**Your objective**
Your task is to set down the records below again, exactly.

Dataset entries:
//! Run configuration for the pipeline engine.

use serde::{Deserialize, Serialize};
use std::path::PathBuf;
use std::time::Duration;

/// Default absolute tolerance when neither the test case nor the run
/// supplies one.
pub const DEFAULT_ABS_TOLERANCE: f64 = 1e-10;

/// Configuration for a pipeline run.
#[derive(Debug, Clone, Serialize, Deserialize)]
pub struct PipelineConfig {
    /// Repository-relative root under which algorithm directories live.
    pub algorithms_root: String,
    /// Path prefixes that count as shared infrastructure; a change under
    /// any of these affects every known algorithm.
    pub shared_prefixes: Vec<String>,
    /// Run-level default absolute tolerance for equivalence checks.
    pub default_tolerance: f64,
    /// Per-stage timeout in seconds; an overrun fails the stage.
    pub stage_timeout_secs: u64,
    /// Maximum number of algorithm pipelines executing concurrently.
    pub max_parallel: usize,
    /// Bounded retry budget for infrastructure errors on the serialized
    /// version-control write path.
    pub infra_retries: u32,
    /// Whether this run is on a release branch; gates publish and the
    /// version/tag write path.
    pub release_branch: bool,
    /// Directory receiving run artifacts (reports, lists, release notes).
    pub output_dir: PathBuf,
}

impl Default for PipelineConfig {
    fn default() -> Self {
        Self {
            algorithms_root: "algorithms".to_string(),
            shared_prefixes: vec![
                "pipeline/".to_string(),
                "scripts/".to_string(),
                "cmake/".to_string(),
            ],
            default_tolerance: DEFAULT_ABS_TOLERANCE,
            stage_timeout_secs: 600,
            max_parallel: 4,
            infra_retries: 3,
            release_branch: false,
            output_dir: PathBuf::from("pipeline-output"),
        }
    }
}

impl PipelineConfig {
    /// Creates a configuration with defaults.
    #[must_use]
    pub fn new() -> Self {
        Self::default()
    }

    /// Sets the algorithms root.
    #[must_use]
    pub fn with_algorithms_root(mut self, root: impl Into<String>) -> Self {
        self.algorithms_root = root.into();
        self
    }

    /// Sets the shared-infrastructure prefixes.
    #[must_use]
    pub fn with_shared_prefixes(mut self, prefixes: Vec<String>) -> Self {
        self.shared_prefixes = prefixes;
        self
    }

    /// Sets the run-level default absolute tolerance.
    #[must_use]
    pub fn with_default_tolerance(mut self, tolerance: f64) -> Self {
        self.default_tolerance = tolerance;
        self
    }

    /// Sets the per-stage timeout in seconds.
    #[must_use]
    pub fn with_stage_timeout_secs(mut self, secs: u64) -> Self {
        self.stage_timeout_secs = secs;
        self
    }

    /// Sets the maximum number of concurrent pipelines.
    #[must_use]
    pub fn with_max_parallel(mut self, max: usize) -> Self {
        self.max_parallel = max.max(1);
        self
    }

    /// Sets the infrastructure retry budget.
    #[must_use]
    pub fn with_infra_retries(mut self, retries: u32) -> Self {
        self.infra_retries = retries;
        self
    }

    /// Marks the run as a release-branch run.
    #[must_use]
    pub fn with_release_branch(mut self, release: bool) -> Self {
        self.release_branch = release;
        self
    }

    /// Sets the artifact output directory.
    #[must_use]
    pub fn with_output_dir(mut self, dir: impl Into<PathBuf>) -> Self {
        self.output_dir = dir.into();
        self
    }

    /// Returns the per-stage timeout as a duration.
    #[must_use]
    pub fn stage_timeout(&self) -> Duration {
        Duration::from_secs(self.stage_timeout_secs)
    }
}

#[cfg(test)]
mod tests {
    use super::*;

    #[test]
    fn test_default_config() {
        let config = PipelineConfig::default();
        assert_eq!(config.algorithms_root, "algorithms");
        assert!((config.default_tolerance - 1e-10).abs() < f64::EPSILON);
        assert!(!config.release_branch);
        assert_eq!(config.infra_retries, 3);
    }

    #[test]
    fn test_builder_methods() {
        let config = PipelineConfig::new()
            .with_algorithms_root("algos")
            .with_release_branch(true)
            .with_max_parallel(0)
            .with_stage_timeout_secs(30);

        assert_eq!(config.algorithms_root, "algos");
        assert!(config.release_branch);
        // Parallelism is clamped to at least one worker.
        assert_eq!(config.max_parallel, 1);
        assert_eq!(config.stage_timeout(), Duration::from_secs(30));
    }

    #[test]
    fn test_config_round_trips_through_json() {
        let config = PipelineConfig::default();
        let json = serde_json::to_string(&config).unwrap();
        let back: PipelineConfig = serde_json::from_str(&json).unwrap();
        assert_eq!(back.algorithms_root, config.algorithms_root);
        assert_eq!(back.max_parallel, config.max_parallel);
    }
}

**Answer for the task**
//! Run configuration for the pipeline engine.

use serde::{Deserialize, Serialize};
use std::path::PathBuf;
use std::time::Duration;

/// Default absolute tolerance when neither the test case nor the run
/// supplies one.
pub const DEFAULT_ABS_TOLERANCE: f64 = 1e-10;

/// Configuration for a pipeline run.
#[derive(Debug, Clone, Serialize, Deserialize)]
pub struct PipelineConfig {
    /// Repository-relative root under which algorithm directories live.
    pub algorithms_root: String,
    /// Path prefixes that count as shared infrastructure; a change under
    /// any of these affects every known algorithm.
    pub shared_prefixes: Vec<String>,
    /// Run-level default absolute tolerance for equivalence checks.
    pub default_tolerance: f64,
    /// Per-stage timeout in seconds; an overrun fails the stage.
    pub stage_timeout_secs: u64,
    /// Maximum number of algorithm pipelines executing concurrently.
    pub max_parallel: usize,
    /// Bounded retry budget for infrastructure errors on the serialized
    /// version-control write path.
    pub infra_retries: u32,
    /// Whether this run is on a release branch; gates publish and the
    /// version/tag write path.
    pub release_branch: bool,
    /// Directory receiving run artifacts (reports, lists, release notes).
    pub output_dir: PathBuf,
}

impl Default for PipelineConfig {
    fn default() -> Self {
        Self {
            algorithms_root: "algorithms".to_string(),
            shared_prefixes: vec![
                "pipeline/".to_string(),
                "scripts/".to_string(),
                "cmake/".to_string(),
            ],
            default_tolerance: DEFAULT_ABS_TOLERANCE,
            stage_timeout_secs: 600,
            max_parallel: 4,
            infra_retries: 3,
            release_branch: false,
            output_dir: PathBuf::from("pipeline-output"),
        }
    }
}

impl PipelineConfig {
    /// Creates a configuration with defaults.
    #[must_use]
    pub fn new() -> Self {
        Self::default()
    }

    /// Sets the algorithms root.
    #[must_use]
    pub fn with_algorithms_root(mut self, root: impl Into<String>) -> Self {
        self.algorithms_root = root.into();
        self
    }

    /// Sets the shared-infrastructure prefixes.
    #[must_use]
    pub fn with_shared_prefixes(mut self, prefixes: Vec<String>) -> Self {
        self.shared_prefixes = prefixes;
        self
    }

    /// Sets the run-level default absolute tolerance.
    #[must_use]
    pub fn with_default_tolerance(mut self, tolerance: f64) -> Self {
        self.default_tolerance = tolerance;
        self
    }

    /// Sets the per-stage timeout in seconds.
    #[must_use]
    pub fn with_stage_timeout_secs(mut self, secs: u64) -> Self {
        self.stage_timeout_secs = secs;
        self
    }

    /// Sets the maximum number of concurrent pipelines.
    #[must_use]
    pub fn with_max_parallel(mut self, max: usize) -> Self {
        self.max_parallel = max.max(1);
        self
    }

    /// Sets the infrastructure retry budget.
    #[must_use]
    pub fn with_infra_retries(mut self, retries: u32) -> Self {
        self.infra_retries = retries;
        self
    }

    /// Marks the run as a release-branch run.
    #[must_use]
    pub fn with_release_branch(mut self, release: bool) -> Self {
        self.release_branch = release;
        self
    }

    /// Sets the artifact output directory.
    #[must_use]
    pub fn with_output_dir(mut self, dir: impl Into<PathBuf>) -> Self {
        self.output_dir = dir.into();
        self
    }

    /// Returns the per-stage timeout as a duration.
    #[must_use]
    pub fn stage_timeout(&self) -> Duration {
        Duration::from_secs(self.stage_timeout_secs)
    }
}

#[cfg(test)]
mod tests {
    use super::*;

    #[test]
    fn test_default_config() {
        let config = PipelineConfig::default();
        assert_eq!(config.algorithms_root, "algorithms");
        assert!((config.default_tolerance - 1e-10).abs() < f64::EPSILON);
        assert!(!config.release_branch);
        assert_eq!(config.infra_retries, 3);
    }

    #[test]
    fn test_builder_methods() {
        let config = PipelineConfig::new()
            .with_algorithms_root("algos")
            .with_release_branch(true)
            .with_max_parallel(0)
            .with_stage_timeout_secs(30);

        assert_eq!(config.algorithms_root, "algos");
        assert!(config.release_branch);
        // Parallelism is clamped to at least one worker.
        assert_eq!(config.max_parallel, 1);
        assert_eq!(config.stage_timeout(), Duration::from_secs(30));
    }

    #[test]
    fn test_config_round_trips_through_json() {
        let config = PipelineConfig::default();
        let json = serde_json::to_string(&config).unwrap();
        let back: PipelineConfig = serde_json::from_str(&json).unwrap();
        assert_eq!(back.algorithms_root, config.algorithms_root);
        assert_eq!(back.max_parallel, config.max_parallel);
    }
}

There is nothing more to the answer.